(Stored data)
- - - - - - -
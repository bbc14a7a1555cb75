//! Playability probing: verify a resolved stream before showing it.

use std::time::Duration;

use async_trait::async_trait;
use futures_util::StreamExt;

/// Bounded window for a probe to produce any signal (8 seconds).
pub const DEFAULT_PROBE_TIMEOUT: Duration = Duration::from_secs(8);

/// Reason code reported when the probe window elapses with no signal.
pub const PROBE_TIMEOUT_REASON: &str = "web_probe_timeout";

/// How many leading bytes the probe requests. Enough for container metadata,
/// small enough to stay cheap.
const PROBE_RANGE: &str = "bytes=0-65535";

/// Outcome of one probe attempt. `ok=false` always carries a reason.
#[derive(Debug, Clone, PartialEq, Eq)]
pub struct ProbeOutcome {
    pub ok: bool,
    pub reason: Option<String>,
}

impl ProbeOutcome {
    pub fn pass() -> Self {
        Self {
            ok: true,
            reason: None,
        }
    }

    pub fn fail(reason: impl Into<String>) -> Self {
        Self {
            ok: false,
            reason: Some(reason.into()),
        }
    }
}

/// A playability probe. Implementations must release any acquired resource
/// on every exit path, including timeout.
#[async_trait]
pub trait Prober: Send + Sync {
    async fn probe(&self, uri: &str) -> ProbeOutcome;
}

/// Default probe with preload-metadata semantics: request the head of the
/// stream and treat the first successfully received bytes as "metadata
/// loaded". No decoding is attempted; a stream that cannot even deliver its
/// head will not play either.
pub struct HttpProbe {
    http_client: reqwest::Client,
    timeout: Duration,
}

impl HttpProbe {
    pub fn new() -> Self {
        Self::with_timeout(DEFAULT_PROBE_TIMEOUT)
    }

    pub fn with_timeout(timeout: Duration) -> Self {
        Self {
            http_client: reqwest::Client::new(),
            timeout,
        }
    }

    async fn attempt(&self, uri: &str) -> Result<(), String> {
        let response = self
            .http_client
            .get(uri)
            .header(reqwest::header::RANGE, PROBE_RANGE)
            .send()
            .await
            .map_err(|err| media_error_reason(0, &err.to_string()))?;

        let status = response.status();
        if !status.is_success() {
            let text = status.canonical_reason().unwrap_or("request failed");
            return Err(media_error_reason(status.as_u16(), text));
        }

        // First delivered chunk counts as the "can play" signal.
        let mut stream = response.bytes_stream();
        match stream.next().await {
            Some(Ok(chunk)) if !chunk.is_empty() => Ok(()),
            Some(Ok(_)) | None => Err(media_error_reason(0, "empty body")),
            Some(Err(err)) => Err(media_error_reason(0, &err.to_string())),
        }
    }
}

impl Default for HttpProbe {
    fn default() -> Self {
        Self::new()
    }
}

#[async_trait]
impl Prober for HttpProbe {
    async fn probe(&self, uri: &str) -> ProbeOutcome {
        // Timing out drops the in-flight request, which releases the
        // connection; nothing is leaked on any exit path.
        match tokio::time::timeout(self.timeout, self.attempt(uri)).await {
            Err(_) => {
                log::warn!("probe of {uri} produced no signal within {:?}", self.timeout);
                ProbeOutcome::fail(PROBE_TIMEOUT_REASON)
            }
            Ok(Ok(())) => ProbeOutcome::pass(),
            Ok(Err(reason)) => {
                log::warn!("probe of {uri} failed: {reason}");
                ProbeOutcome::fail(reason)
            }
        }
    }
}

/// Reason code for a failed probe: `media_error_<code>_<message>` with the
/// message flattened to a single token.
fn media_error_reason(code: u16, message: &str) -> String {
    let flattened: String = message
        .to_lowercase()
        .chars()
        .map(|c| if c.is_alphanumeric() { c } else { '_' })
        .collect();
    format!("media_error_{code}_{flattened}")
}
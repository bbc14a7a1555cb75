//! story-media server entry point.

use std::net::SocketAddr;
use std::path::PathBuf;
use std::sync::Arc;

use clap::Parser;

use story_media::config::Config;
use story_media::job::JobRegistry;
use story_media::server::{self, AppState};
use story_media::upstream::OperationClient;

/// Job status service for story media generation.
#[derive(Debug, Parser)]
#[command(name = "story-media", version, about)]
struct Args {
    /// Path to a config file (default: ~/.config/story-media/config.toml).
    #[arg(long)]
    config: Option<PathBuf>,

    /// Bind address, overriding the config file.
    #[arg(long)]
    host: Option<String>,

    /// Bind port, overriding the config file.
    #[arg(long)]
    port: Option<u16>,

    /// Upstream model identifier, overriding the config file.
    #[arg(long)]
    model: Option<String>,

    /// Upstream API base URL, overriding the config file.
    #[arg(long, value_name = "URL")]
    base_url: Option<String>,
}

#[tokio::main]
async fn main() -> Result<(), Box<dyn std::error::Error>> {
    dotenv::dotenv().ok();
    env_logger::Builder::from_env(env_logger::Env::default().default_filter_or("info")).init();

    let args = Args::parse();

    let mut config = match &args.config {
        Some(path) => Config::load(path)?,
        None => Config::load_default()?,
    };
    if let Some(model) = args.model {
        config.upstream.model = Some(model);
    }
    if let Some(base_url) = args.base_url {
        config.upstream.base_url = Some(base_url);
    }

    // Credentials are checked here, before any job can be created.
    let client = Arc::new(OperationClient::from_config(&config)?);
    let registry = Arc::new(
        JobRegistry::new(config.max_concurrent_jobs()).with_retention(config.job_retention()),
    );
    let budget = config.server_budget()?;

    log::info!(
        "model={} poll interval={:?} deadline={:?} max jobs={}",
        client.model(),
        budget.interval,
        budget.deadline,
        config.max_concurrent_jobs()
    );

    let state = AppState::new(client, registry, budget);

    let host = args.host.unwrap_or_else(|| config.host().to_string());
    let port = args.port.unwrap_or_else(|| config.port());
    let addr: SocketAddr = format!("{host}:{port}").parse()?;

    server::serve(addr, state).await?;
    Ok(())
}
- - - - - - -
● Assignment: Output all of the entries without altering a single word.

● Answer section:
repository bbc14a7a1555cb75
//! Playability probing: verify a resolved stream before showing it.

use std::time::Duration;

use async_trait::async_trait;
use futures_util::StreamExt;

/// Bounded window for a probe to produce any signal (8 seconds).
pub const DEFAULT_PROBE_TIMEOUT: Duration = Duration::from_secs(8);

/// Reason code reported when the probe window elapses with no signal.
pub const PROBE_TIMEOUT_REASON: &str = "web_probe_timeout";

/// How many leading bytes the probe requests. Enough for container metadata,
/// small enough to stay cheap.
const PROBE_RANGE: &str = "bytes=0-65535";

/// Outcome of one probe attempt. `ok=false` always carries a reason.
#[derive(Debug, Clone, PartialEq, Eq)]
pub struct ProbeOutcome {
    pub ok: bool,
    pub reason: Option<String>,
}

impl ProbeOutcome {
    pub fn pass() -> Self {
        Self {
            ok: true,
            reason: None,
        }
    }

    pub fn fail(reason: impl Into<String>) -> Self {
        Self {
            ok: false,
            reason: Some(reason.into()),
        }
    }
}

/// A playability probe. Implementations must release any acquired resource
/// on every exit path, including timeout.
#[async_trait]
pub trait Prober: Send + Sync {
    async fn probe(&self, uri: &str) -> ProbeOutcome;
}

/// Default probe with preload-metadata semantics: request the head of the
/// stream and treat the first successfully received bytes as "metadata
/// loaded". No decoding is attempted; a stream that cannot even deliver its
/// head will not play either.
pub struct HttpProbe {
    http_client: reqwest::Client,
    timeout: Duration,
}

impl HttpProbe {
    pub fn new() -> Self {
        Self::with_timeout(DEFAULT_PROBE_TIMEOUT)
    }

    pub fn with_timeout(timeout: Duration) -> Self {
        Self {
            http_client: reqwest::Client::new(),
            timeout,
        }
    }

    async fn attempt(&self, uri: &str) -> Result<(), String> {
        let response = self
            .http_client
            .get(uri)
            .header(reqwest::header::RANGE, PROBE_RANGE)
            .send()
            .await
            .map_err(|err| media_error_reason(0, &err.to_string()))?;

        let status = response.status();
        if !status.is_success() {
            let text = status.canonical_reason().unwrap_or("request failed");
            return Err(media_error_reason(status.as_u16(), text));
        }

        // First delivered chunk counts as the "can play" signal.
        let mut stream = response.bytes_stream();
        match stream.next().await {
            Some(Ok(chunk)) if !chunk.is_empty() => Ok(()),
            Some(Ok(_)) | None => Err(media_error_reason(0, "empty body")),
            Some(Err(err)) => Err(media_error_reason(0, &err.to_string())),
        }
    }
}

impl Default for HttpProbe {
    fn default() -> Self {
        Self::new()
    }
}

#[async_trait]
impl Prober for HttpProbe {
    async fn probe(&self, uri: &str) -> ProbeOutcome {
        // Timing out drops the in-flight request, which releases the
        // connection; nothing is leaked on any exit path.
        match tokio::time::timeout(self.timeout, self.attempt(uri)).await {
            Err(_) => {
                log::warn!("probe of {uri} produced no signal within {:?}", self.timeout);
                ProbeOutcome::fail(PROBE_TIMEOUT_REASON)
            }
            Ok(Ok(())) => ProbeOutcome::pass(),
            Ok(Err(reason)) => {
                log::warn!("probe of {uri} failed: {reason}");
                ProbeOutcome::fail(reason)
            }
        }
    }
}

/// Reason code for a failed probe: `media_error_<code>_<message>` with the
/// message flattened to a single token.
fn media_error_reason(code: u16, message: &str) -> String {
    let flattened: String = message
        .to_lowercase()
        .chars()
        .map(|c| if c.is_alphanumeric() { c } else { '_' })
        .collect();
    format!("media_error_{code}_{flattened}")
}
repository bbc14a7a1555cb75
//! story-media server entry point.

use std::net::SocketAddr;
use std::path::PathBuf;
use std::sync::Arc;

use clap::Parser;

use story_media::config::Config;
use story_media::job::JobRegistry;
use story_media::server::{self, AppState};
use story_media::upstream::OperationClient;

/// Job status service for story media generation.
#[derive(Debug, Parser)]
#[command(name = "story-media", version, about)]
struct Args {
    /// Path to a config file (default: ~/.config/story-media/config.toml).
    #[arg(long)]
    config: Option<PathBuf>,

    /// Bind address, overriding the config file.
    #[arg(long)]
    host: Option<String>,

    /// Bind port, overriding the config file.
    #[arg(long)]
    port: Option<u16>,

    /// Upstream model identifier, overriding the config file.
    #[arg(long)]
    model: Option<String>,

    /// Upstream API base URL, overriding the config file.
    #[arg(long, value_name = "URL")]
    base_url: Option<String>,
}

#[tokio::main]
async fn main() -> Result<(), Box<dyn std::error::Error>> {
    dotenv::dotenv().ok();
    env_logger::Builder::from_env(env_logger::Env::default().default_filter_or("info")).init();

    let args = Args::parse();

    let mut config = match &args.config {
        Some(path) => Config::load(path)?,
        None => Config::load_default()?,
    };
    if let Some(model) = args.model {
        config.upstream.model = Some(model);
    }
    if let Some(base_url) = args.base_url {
        config.upstream.base_url = Some(base_url);
    }

    // Credentials are checked here, before any job can be created.
    let client = Arc::new(OperationClient::from_config(&config)?);
    let registry = Arc::new(
        JobRegistry::new(config.max_concurrent_jobs()).with_retention(config.job_retention()),
    );
    let budget = config.server_budget()?;

    log::info!(
        "model={} poll interval={:?} deadline={:?} max jobs={}",
        client.model(),
        budget.interval,
        budget.deadline,
        config.max_concurrent_jobs()
    );

    let state = AppState::new(client, registry, budget);

    let host = args.host.unwrap_or_else(|| config.host().to_string());
    let port = args.port.unwrap_or_else(|| config.port());
    let addr: SocketAddr = format!("{host}:{port}").parse()?;

    server::serve(addr, state).await?;
    Ok(())
}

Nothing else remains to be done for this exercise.